Despite this, the ALJ determined that Agapito engaged in more than de minimis services to Genwal and, therefore, qualified for independent contractor status under the Musser precedent. Although Agapito did not have a regular presence at the mine, its representatives had visited at least twice to take photographs and view the mine as part of the preparatory work for engineering services, and the firm had billed 320 hours of time on the project.
ALJ Manning affirmed that mining services performed off-site will trigger MSHA jurisdiction, if the services relate to the act of mining. A merits hearing on the actual allegations against Agapito has not yet occurred. Whether these rulings will have a chilling effect on the willingness of engineers and other consultants to provide services to mining companies remains to be seen.

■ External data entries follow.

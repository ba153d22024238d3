//! Stack-slot assignment (spec §4.F: "Allocate a 4-byte stack slot on
//! first spill; slots are monotonic"). A slot is only handed out the
//! first time a variable actually needs one — either because it's
//! spilled out of a register, or because its address was taken and it
//! can never live in a register at all (`address_of`/`allocat` in
//! `scan.rs` go straight to a slot, bypassing the register path).

use rustc_hash::FxHashMap;
use shecc_ir::{BaseKind, Context, VarId};

pub(crate) struct SlotAllocator {
    next_offset: i32,
    assigned: FxHashMap<VarId, i32>,
}

impl SlotAllocator {
    pub fn new() -> Self {
        Self { next_offset: 0, assigned: FxHashMap::default() }
    }

    /// The stack offset for `var`, assigning one on first request. The
    /// variable's own `offset` field is kept in sync so later phases
    /// (layout, debugging) can read it straight off the `Variable`.
    pub fn slot_for(&mut self, ctx: &mut Context, var: VarId) -> i32 {
        if let Some(&off) = self.assigned.get(&var) {
            return off;
        }
        let size = slot_size(ctx, var);
        let off = self.next_offset;
        self.next_offset += size;
        self.assigned.insert(var, off);
        ctx.var_mut(var).offset = off;
        off
    }

    /// Total bytes of local storage handed out so far, rounded to the
    /// platform's 4-byte alignment.
    pub fn total_size(&self) -> i32 {
        shecc_ir::align4(self.next_offset)
    }
}

fn slot_size(ctx: &Context, var: VarId) -> i32 {
    let v = ctx.var(var);
    if v.array_size > 0 {
        shecc_ir::align4(v.array_size * elem_size(ctx, var))
    } else {
        4
    }
}

pub(crate) fn elem_size(ctx: &Context, var: VarId) -> i32 {
    let v = ctx.var(var);
    if v.ptr_depth > 0 {
        4
    } else if ctx.types.get(v.type_id).base_kind == BaseKind::Char {
        1
    } else {
        4
    }
}
//! Variable renaming (spec §4.D.7): a preorder walk of the dominator
//! tree, pushing a fresh subscript on every definition and rewriting
//! every use to the top of its variable's rename stack, filling in φ
//! operands for each CFG successor along the way, and popping on exit.
//!
//! The rename stack itself isn't a field on `Variable` (spec's
//! `rename_stack` is transient algorithm state, not part of the
//! variable's persistent record) — it lives here as a local map keyed
//! by the original (`subscript == 0`) variable id.

use rustc_hash::FxHashMap;
use shecc_ir::{BlockId, Context, FuncId, Opcode, VarId};

type Stacks = FxHashMap<VarId, Vec<VarId>>;

pub(crate) fn rename(ctx: &mut Context, func: FuncId, order: &[BlockId]) {
    let entry = order[0];
    let mut stacks: Stacks = FxHashMap::default();
    // Parameters are pre-renamed to subscript 0 at function entry: the
    // parameter's own declared `VarId` already *is* subscript 0.
    for &p in &ctx.funcs.get(func).params.clone() {
        stacks.entry(p).or_default().push(p);
    }
    rename_block(ctx, entry, &mut stacks);
}

fn rename_block(ctx: &mut Context, b: BlockId, stacks: &mut Stacks) {
    let mut defined_here = Vec::new();
    let n = ctx.blocks.get(b).instructions.len();

    // φs live at the top of the block (inserted there by `phi::insert`);
    // give each a fresh destination subscript first.
    for idx in 0..n {
        if ctx.blocks.get(b).instructions[idx].op != Opcode::Phi {
            break;
        }
        let base = ctx.blocks.get(b).instructions[idx]
            .dest
            .expect("phi always carries a destination");
        let renamed = fresh(ctx, base, stacks, &mut defined_here);
        ctx.blocks.get_mut(b).instructions[idx].dest = Some(renamed);
        ctx.blocks.get_mut(b).symbol_list.push(renamed);
    }

    // Every other instruction, in program order: rewrite uses to the
    // current top-of-stack, then give the destination (if any) a fresh
    // subscript of its own.
    for idx in 0..n {
        if ctx.blocks.get(b).instructions[idx].op == Opcode::Phi {
            continue;
        }
        let (src0, src1) = {
            let instr = &ctx.blocks.get(b).instructions[idx];
            (instr.src0, instr.src1)
        };
        if let Some(s) = src0 {
            let renamed = current(s, stacks);
            ctx.blocks.get_mut(b).instructions[idx].src0 = Some(renamed);
        }
        if let Some(s) = src1 {
            let renamed = current(s, stacks);
            ctx.blocks.get_mut(b).instructions[idx].src1 = Some(renamed);
        }
        if let Some(d) = ctx.blocks.get(b).instructions[idx].dest {
            let renamed = fresh(ctx, d, stacks, &mut defined_here);
            ctx.blocks.get_mut(b).instructions[idx].dest = Some(renamed);
            ctx.blocks.get_mut(b).symbol_list.push(renamed);
        }
    }

    // Append this block's current value to every φ in each CFG
    // successor — whether or not that successor has been renamed yet:
    // an unrenamed φ destination's `base` is itself, so the lookup
    // below resolves correctly either way.
    for (succ, _) in ctx.blocks.get(b).successors() {
        let phi_count = ctx.blocks.get(succ).instructions.len();
        for sidx in 0..phi_count {
            if ctx.blocks.get(succ).instructions[sidx].op != Opcode::Phi {
                continue;
            }
            let phi_dest = ctx.blocks.get(succ).instructions[sidx].dest.unwrap();
            let base = ctx.var(phi_dest).base;
            let value = current(base, stacks);
            let already_filled = ctx.blocks.get(succ).instructions[sidx]
                .phi_operands
                .iter()
                .any(|(pred, _)| *pred == b);
            if !already_filled {
                ctx.blocks.get_mut(succ).instructions[sidx].phi_operands.push((b, value));
            }
        }
    }

    let children = ctx.blocks.get(b).dominance_children.clone();
    for c in children {
        rename_block(ctx, c, stacks);
    }

    for base in defined_here {
        stacks.get_mut(&base).expect("pushed before recursing").pop();
    }
}

fn fresh(ctx: &mut Context, base: VarId, stacks: &mut Stacks, defined_here: &mut Vec<VarId>) -> VarId {
    let subscript = stacks.entry(base).or_default().len() as u32;
    let id = if subscript == 0 { base } else { ctx.rename_var(base, subscript) };
    stacks.entry(base).or_default().push(id);
    defined_here.push(base);
    id
}

fn current(base: VarId, stacks: &Stacks) -> VarId {
    stacks.get(&base).and_then(|s| s.last().copied()).unwrap_or(base)
}
//! Shared data model for the shecc pipeline.
//!
//! Every other crate in the workspace builds on the types here: interned
//! strings, source locations, the token stream, the C-subset type system,
//! phase-1 and phase-2 IR, and the basic-block/function graph. Nothing in
//! this crate performs compilation; it only defines the currency that the
//! phases pass between each other.

mod arena;
mod context;
mod error;
mod interner;
mod limits;
mod macros;
mod phase1;
mod phase2;
mod source;
mod token;
mod types;
mod var;

pub use arena::{BlockArena, BlockId, FuncArena, FuncId};
pub use context::{CompileOptions, Context, Target};
pub use error::CompileError;
pub use interner::{Interner, Symbol};
pub use limits::*;
pub use macros::{BuiltinMacro, MacroDef};
pub use phase1::{BasicBlock, EdgeKind, Function, Opcode, Phase1Instr};
pub use phase2::{Phase2Instr, Phase2Op, RegOrSlot};
pub use source::SourceLoc;
pub use token::{Directive, Keyword, Punct, Token, TokenKind};
pub use types::{align4, BaseKind, Field, Type, TypeId, TypeTable};
pub use var::{Variable, VarId};

pub type Result<T> = std::result::Result<T, CompileError>;
//! Macro definitions, per spec §3 "Macro".

use crate::interner::Symbol;
use crate::token::Token;

#[derive(Clone, Debug)]
pub struct MacroDef {
    pub name: Symbol,
    pub params: Vec<Symbol>,
    pub is_variadic: bool,
    pub replacement: Vec<Token>,
    pub is_function_like: bool,
    /// Set while this macro's own replacement is being re-scanned, to
    /// guard against direct self-recursion in addition to the per-token
    /// hide-set (belt-and-suspenders; the hide-set is the real guard).
    pub is_disabled: bool,
    pub builtin: Option<BuiltinMacro>,
}

#[derive(Clone, Copy, PartialEq, Eq, Debug)]
pub enum BuiltinMacro {
    File,
    Line,
    SheccVersion,
    Arch,
}

impl MacroDef {
    pub fn object_like(name: Symbol, replacement: Vec<Token>) -> Self {
        Self {
            name,
            params: Vec::new(),
            is_variadic: false,
            replacement,
            is_function_like: false,
            is_disabled: false,
            builtin: None,
        }
    }

    pub fn function_like(
        name: Symbol,
        params: Vec<Symbol>,
        is_variadic: bool,
        replacement: Vec<Token>,
    ) -> Self {
        Self {
            name,
            params,
            is_variadic,
            replacement,
            is_function_like: true,
            is_disabled: false,
            builtin: None,
        }
    }

    pub fn builtin(name: Symbol, kind: BuiltinMacro) -> Self {
        Self {
            name,
            params: Vec::new(),
            is_variadic: false,
            replacement: Vec::new(),
            is_function_like: false,
            is_disabled: false,
            builtin: Some(kind),
        }
    }
}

About the author: Adele L. Abrams is an attorney, Certified Mine Safety Professional and trained mediator who is president of the Law Office of Adele L. Abrams P.C.  in Beltsville, Md., a seven-attorney firm focusing on safety, health, and employment law nationwide. Abrams also provides consultation, safety audits, and training services to MSHA- and OSHA-regulated companies. She is a member of the Maryland, D.C., and Pennsylvania Bars, the U.S. District Courts of Maryland and D.C., the U.S. Court of Appeals, D.C. Circuit and 4th Circuit, and the United States Supreme Court. She is a graduate of the George Washington University’s National Law Center and earned her Bachelor of Science in Journalism from the University of Maryland, College Park. For more information, contact her at email@example.com  or visit the The Law Office of Adele L. Abrams on the Web at www.safety-law.com .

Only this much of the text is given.